Description of the task =
Of all the lines in the records below, copy only those that contain the string "limit".

Material shown =
// silencedetect and cropdetect analysis passes

use crate::common::{FakeProbe, FakeTranscoder, Harness, Rule, pass2};
use clipfit::engine::{FitError, SilenceTrimMode};

const SILENCES: &str = "\
[silencedetect @ 0x7f] silence_start: 0
[silencedetect @ 0x7f] silence_end: 2.5 | silence_duration: 2.5
size=N/A time=00:00:20.00 bitrate=N/A speed=410x
[silencedetect @ 0x7f] silence_start: 20.25
[silencedetect @ 0x7f] silence_end: 22.75 | silence_duration: 2.5
[silencedetect @ 0x7f] silence_start: 57.5";

#[test]
fn test_edge_silence_moves_the_window() {
    let mut h = Harness::new();
    h.opts.trim_silence = Some(SilenceTrimMode::StartAndEnd);
    let fake = FakeTranscoder::new().rule(Rule::on("silencedetect").stderr(SILENCES));

    let outcome = h.run(&fake, &FakeProbe::hd(60.0)).unwrap();
    assert_eq!(outcome.duration_s, 55.0);
    assert!(pass2(&fake).contains("-ss 00:00:02.500 -t 00:00:55.000 -i"));
    assert_eq!(fake.count_matching("-filter_complex"), 0);
}

#[test]
fn test_start_only_keeps_trailing_silence() {
    let mut h = Harness::new();
    h.opts.trim_silence = Some(SilenceTrimMode::Start);
    let fake = FakeTranscoder::new().rule(Rule::on("silencedetect").stderr(SILENCES));

    let outcome = h.run(&fake, &FakeProbe::hd(60.0)).unwrap();
    assert_eq!(outcome.duration_s, 57.5);
}

#[test]
fn test_interior_silence_is_cut() {
    let mut h = Harness::new();
    h.opts.trim_silence = Some(SilenceTrimMode::All);
    let fake = FakeTranscoder::new().rule(Rule::on("silencedetect").stderr(SILENCES));

    let outcome = h.run(&fake, &FakeProbe::hd(60.0)).unwrap();
    // 55 s window minus the 2.5 s gap
    assert_eq!(outcome.duration_s, 52.5);

    let render = fake
        .rendered()
        .into_iter()
        .find(|c| c.contains("-filter_complex"))
        .unwrap();
    assert!(render.contains("-ss 00:00:02.500 -t 00:00:55.000 -i"));
    assert!(render.contains("trim=start=0:end=17.75"));
    assert!(render.contains("trim=start=20.25:end=55"));
}

#[test]
fn test_no_silence_leaves_clip_alone() {
    let mut h = Harness::new();
    h.opts.trim_silence = Some(SilenceTrimMode::All);
    let fake = FakeTranscoder::new();

    let outcome = h.run(&fake, &FakeProbe::hd(60.0)).unwrap();
    assert_eq!(outcome.duration_s, 60.0);
    assert!(!pass2(&fake).contains("-ss "));
}

#[test]
fn test_failed_silencedetect_is_fatal() {
    let mut h = Harness::new();
    h.opts.trim_silence = Some(SilenceTrimMode::Start);
    let fake = FakeTranscoder::new().rule(Rule::on("silencedetect").fail("boom"));

    let err = h.run(&fake, &FakeProbe::hd(60.0)).unwrap_err();
    assert!(matches!(err, FitError::EncodeFailure { ref stage, .. } if stage == "silencedetect"));
}

const CROPS: &str = "\
[Parsed_cropdetect_0 @ 0x55d] x1:0 x2:1919 y1:138 y2:941 w:1920 h:800 x:0 y:140 pts:100 t:4.171 limit:0.094 crop=1920:800:0:140
[Parsed_cropdetect_0 @ 0x55d] x1:0 x2:1919 y1:138 y2:941 w:1920 h:800 x:0 y:140 pts:200 t:8.342 limit:0.094 crop=1920:800:0:140";

#[test]
fn test_auto_crop_leads_the_filter_chain() {
    let mut h = Harness::new();
    h.opts.auto_crop = true;
    let fake = FakeTranscoder::new().rule(Rule::on("cropdetect").stderr(CROPS));

    let outcome = h.run(&fake, &FakeProbe::hd(60.0)).unwrap();
    assert_eq!(outcome.video.crop.as_deref(), Some("crop=1920:800:0:140"));
    assert!(pass2(&fake).contains("-vf crop=1920:800:0:140,"));
}

#[test]
fn test_manual_crop_skips_detection() {
    let mut h = Harness::new();
    h.opts.crop = Some("1440:1080:240:0".to_string());
    let fake = FakeTranscoder::new();

    h.run(&fake, &FakeProbe::hd(60.0)).unwrap();
    assert_eq!(fake.count_matching("cropdetect"), 0);
    assert!(pass2(&fake).contains("-vf crop=1440:1080:240:0,"));
}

Task response =
[Parsed_cropdetect_0 @ 0x55d] x1:0 x2:1919 y1:138 y2:941 w:1920 h:800 x:0 y:140 pts:100 t:4.171 limit:0.094 crop=1920:800:0:140
[Parsed_cropdetect_0 @ 0x55d] x1:0 x2:1919 y1:138 y2:941 w:1920 h:800 x:0 y:140 pts:200 t:8.342 limit:0.094 crop=1920:800:0:140";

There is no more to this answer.